Herbenick is hoping to warp your perspective too. She’s soliciting photos of people doing things like “teaching a sex-ed class” and “working the phone at an HIV education center.” So far, the site features snapshots of folks with vulva puppets, sex toys and even a rainbow-clad llama. I talked to Herbenick by email — as she waited for a flight at noisy LaGuardia Airport – about what it means, exactly, to “make sex normal.”

Sex is seemingly everywhere in our culture and yet, as your site points out, we rarely ever talk about it openly or honestly. What’s that about?

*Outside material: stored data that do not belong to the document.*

use crate::config::Config;
use crate::error::SuiteError;
use crate::models::{LeaveRequest, LeaveStatus, LeaveType};
use crate::pages::leave::selectors::LeaveSelectors;
use crate::pages::LeaveListPage;
use crate::utils::parse_date_range;
use async_trait::async_trait;
use fantoccini::{Client, Locator};
use std::sync::Arc;

use super::LeaveRepository;

/// Aynı sözleşmenin canlı UI implementasyonu: Leave List'te arar ve tablo
/// satırlarını sabit hücre indekslerinden domain nesnelerine çevirir.
/// Yorum alanı tablodan okunamadığı için boş kalır.
pub struct UiLeaveRepository {
    client: Client,
    config: Arc<Config>,
}

impl UiLeaveRepository {
    pub fn new(client: Client, config: Arc<Config>) -> Self {
        Self { client, config }
    }
}

#[async_trait]
impl LeaveRepository for UiLeaveRepository {
    async fn leave_requests(
        &self,
        employee_name: Option<&str>,
    ) -> Result<Vec<LeaveRequest>, SuiteError> {
        let list = LeaveListPage::new(self.client.clone(), self.config.clone());
        list.search_leave(employee_name, None).await?;

        let rows = self
            .client
            .find_all(Locator::Css(LeaveSelectors::LEAVE_TABLE_ROW))
            .await?;

        let mut requests = Vec::new();

        for row in rows {
            let cells = row.find_all(Locator::Css(LeaveSelectors::TABLE_CELL)).await?;
            if cells.len() < 6 {
                continue;
            }

            let record_name = cells[1].text().await?;
            let type_label = cells[2].text().await?;
            let date_range = cells[3].text().await?;
            let status_label = cells[5].text().await?;

            // Tarih aralığı "YYYY-MM-DD to YYYY-MM-DD" biçiminde tek hücrede
            let (from_date, to_date) = parse_date_range(date_range.trim())?;

            let request = LeaveRequest::new(
                LeaveType::from_label(type_label.trim()),
                from_date,
                to_date,
                None,
                Some(record_name.trim().to_string()),
            )?
            .with_status(LeaveStatus::from_label(status_label.trim()));

            requests.push(request);
        }

        tracing::info!("📊 UI'dan {} izin kaydı okundu", requests.len());
        Ok(requests)
    }
}
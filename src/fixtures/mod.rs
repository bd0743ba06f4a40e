//! Rol bazlı oturum fixture'ları. Admin oturumu zorunludur; çalışan ve
//! süpervizör kimlik bilgileri yoksa oturum açılmadan session döner,
//! bağımlı adımlar kendini atlar.

use crate::browser::create_webdriver_client;
use crate::config::Config;
use crate::error::SuiteError;
use crate::pages::LoginPage;
use crate::utils::mask_sensitive;
use fantoccini::Client;
use std::sync::Arc;

#[derive(Debug, Clone, Copy, PartialEq, Eq)]
pub enum Role {
    Admin,
    Employee,
    Supervisor,
}

impl Role {
    pub fn as_str(&self) -> &'static str {
        match self {
            Role::Admin => "admin",
            Role::Employee => "employee",
            Role::Supervisor => "supervisor",
        }
    }
}

#[derive(Debug, Clone)]
pub struct Credentials {
    pub username: String,
    pub password: String,
}

pub struct RoleSession {
    pub client: Client,
    pub role: Role,
    pub authenticated: bool,
}

impl RoleSession {
    pub async fn close(self) {
        let _ = self.client.close().await;
    }
}

/// Admin oturumu zorunlu, kimlik bilgisi eksikse kurulum hatası
pub async fn admin_session(config: Arc<Config>) -> Result<RoleSession, SuiteError> {
    if config.admin_username.is_empty() || config.admin_password.is_empty() {
        return Err(SuiteError::ConfigError(
            "ADMIN_USERNAME/ADMIN_PASSWORD tanımlı olmalı".to_string(),
        ));
    }

    let credentials = Credentials {
        username: config.admin_username.clone(),
        password: config.admin_password.clone(),
    };
    authenticated_session(config, Role::Admin, credentials).await
}

/// Çalışan oturumu; kimlik bilgileri senaryo durumundan gelebilir,
/// yoksa environment'tan okunur
pub async fn employee_session(
    config: Arc<Config>,
    credentials: Option<Credentials>,
) -> Result<RoleSession, SuiteError> {
    let credentials = credentials
        .or_else(|| config_credentials(&config.employee_username, &config.employee_password));
    optional_session(config, Role::Employee, credentials).await
}

pub async fn supervisor_session(config: Arc<Config>) -> Result<RoleSession, SuiteError> {
    let credentials =
        config_credentials(&config.supervisor_username, &config.supervisor_password);
    optional_session(config, Role::Supervisor, credentials).await
}

fn config_credentials(username: &str, password: &str) -> Option<Credentials> {
    if username.is_empty() || password.is_empty() {
        None
    } else {
        Some(Credentials {
            username: username.to_string(),
            password: password.to_string(),
        })
    }
}

async fn optional_session(
    config: Arc<Config>,
    role: Role,
    credentials: Option<Credentials>,
) -> Result<RoleSession, SuiteError> {
    match credentials {
        Some(credentials) => authenticated_session(config, role, credentials).await,
        None => {
            tracing::warn!(
                "⚠️ {} için kimlik bilgisi yok, oturum açılmadan devam ediliyor",
                role.as_str()
            );
            let client = create_webdriver_client(&config).await?;
            Ok(RoleSession {
                client,
                role,
                authenticated: false,
            })
        }
    }
}

async fn authenticated_session(
    config: Arc<Config>,
    role: Role,
    credentials: Credentials,
) -> Result<RoleSession, SuiteError> {
    tracing::info!(
        "🔑 {} oturumu açılıyor: {}",
        role.as_str(),
        mask_sensitive(&credentials.username)
    );

    let client = create_webdriver_client(&config).await?;
    let login = LoginPage::new(client.clone(), config.clone());

    let result = async {
        login.goto().await?;
        login.login(&credentials.username, &credentials.password).await?;
        login.expect_logged_in().await
    }
    .await;

    if let Err(e) = result {
        let _ = client.close().await;
        return Err(e);
    }

    tracing::info!("✅ {} oturumu hazır", role.as_str());
    Ok(RoleSession {
        client,
        role,
        authenticated: true,
    })
}
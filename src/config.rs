use std::env;
use std::time::Duration;

#[derive(Debug, Clone)]
pub struct Config {
    // Hedef uygulama
    pub base_url: String,

    // Browser
    pub webdriver_url: String,
    pub headless: bool,
    pub window_width: u32,
    pub window_height: u32,

    // Rol kimlik bilgileri
    pub admin_username: String,
    pub admin_password: String,
    pub employee_username: String,
    pub employee_password: String,
    pub supervisor_username: String,
    pub supervisor_password: String,

    // Timeouts
    pub wait_timeout_ms: u64,
    pub login_timeout_ms: u64,
    pub settle_ms: u64,

    // Dosya yolları
    pub test_data_path: String,
    pub leave_csv_path: String,
    pub artifacts_dir: String,
}

impl Config {
    pub fn from_env() -> Result<Self, Box<dyn std::error::Error>> {
        dotenvy::dotenv().ok();

        Ok(Config {
            base_url: env::var("APP_BASE_URL")
                .unwrap_or_else(|_| "https://opensource-demo.orangehrmlive.com".to_string()),

            webdriver_url: env::var("WEBDRIVER_URL")
                .unwrap_or_else(|_| "http://localhost:9515".to_string()),
            headless: env::var("HEADLESS")
                .unwrap_or_else(|_| "true".to_string())
                .parse()
                .unwrap_or(true),
            window_width: env::var("WINDOW_WIDTH")
                .ok()
                .and_then(|s| s.parse().ok())
                .unwrap_or(1280),
            window_height: env::var("WINDOW_HEIGHT")
                .ok()
                .and_then(|s| s.parse().ok())
                .unwrap_or(720),

            admin_username: env::var("ADMIN_USERNAME").unwrap_or_default(),
            admin_password: env::var("ADMIN_PASSWORD").unwrap_or_default(),
            employee_username: env::var("EMPLOYEE_USERNAME").unwrap_or_default(),
            employee_password: env::var("EMPLOYEE_PASSWORD").unwrap_or_default(),
            supervisor_username: env::var("SUPERVISOR_USERNAME").unwrap_or_default(),
            supervisor_password: env::var("SUPERVISOR_PASSWORD").unwrap_or_default(),

            wait_timeout_ms: env::var("WAIT_TIMEOUT_MS")
                .ok()
                .and_then(|s| s.parse().ok())
                .unwrap_or(10000),
            login_timeout_ms: env::var("LOGIN_TIMEOUT_MS")
                .ok()
                .and_then(|s| s.parse().ok())
                .unwrap_or(5000),
            settle_ms: env::var("SETTLE_MS")
                .ok()
                .and_then(|s| s.parse().ok())
                .unwrap_or(500),

            test_data_path: env::var("TEST_DATA_PATH")
                .unwrap_or_else(|_| "test-data.json".to_string()),
            leave_csv_path: env::var("LEAVE_CSV_PATH")
                .unwrap_or_else(|_| "data/leave-records.csv".to_string()),
            artifacts_dir: env::var("ARTIFACTS_DIR")
                .unwrap_or_else(|_| "artifacts".to_string()),
        })
    }

    pub fn wait_timeout(&self) -> Duration {
        Duration::from_millis(self.wait_timeout_ms)
    }

    pub fn login_timeout(&self) -> Duration {
        Duration::from_millis(self.login_timeout_ms)
    }

    /// UI animasyonlarının oturması için kısa bekleme
    pub fn settle(&self) -> Duration {
        Duration::from_millis(self.settle_ms)
    }
}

The kind of sex that is often openly discussed is often sensational (e.g., headlines about rape or sex scandals), political (e.g., about DOMA or same-sex marriage) or else it’s “sexy” sex, such as in music videos, swimsuit issues or porn. There’s little space for the regular, everyday aspects of sex, bodies and reproduction that I think people need to hear and talk more about. For example, issues about sex education, circumcision, vaginal health, talking to a partner about sexual pleasure, desire, orgasm, sexual boredom, monogamy and so on. We don’t talk much about sexually transmissible infections outside of headlines about their prevalence among teenagers or older people, but there’s a lot of in-between that needs discussion.

Are there any concrete things you’d like to see happen from the site? Any political changes you’d like to see it bring about?

I hope that Make Sex Normal challenges and expands people’s ideas about what normal is regarding sex and gender. When I say “make sex normal” I’m talking about making sex, bodies and gender normal, everyday parts of regular conversations. I expect that the photos people submit will cause some to think twice about what’s normal in the first place. To paraphrase a line in the movie “Kinsey,” the only thing normal about sex is variation. Sex educators, healthcare providers and therapists know this firsthand because we come face to face with diversity all the time.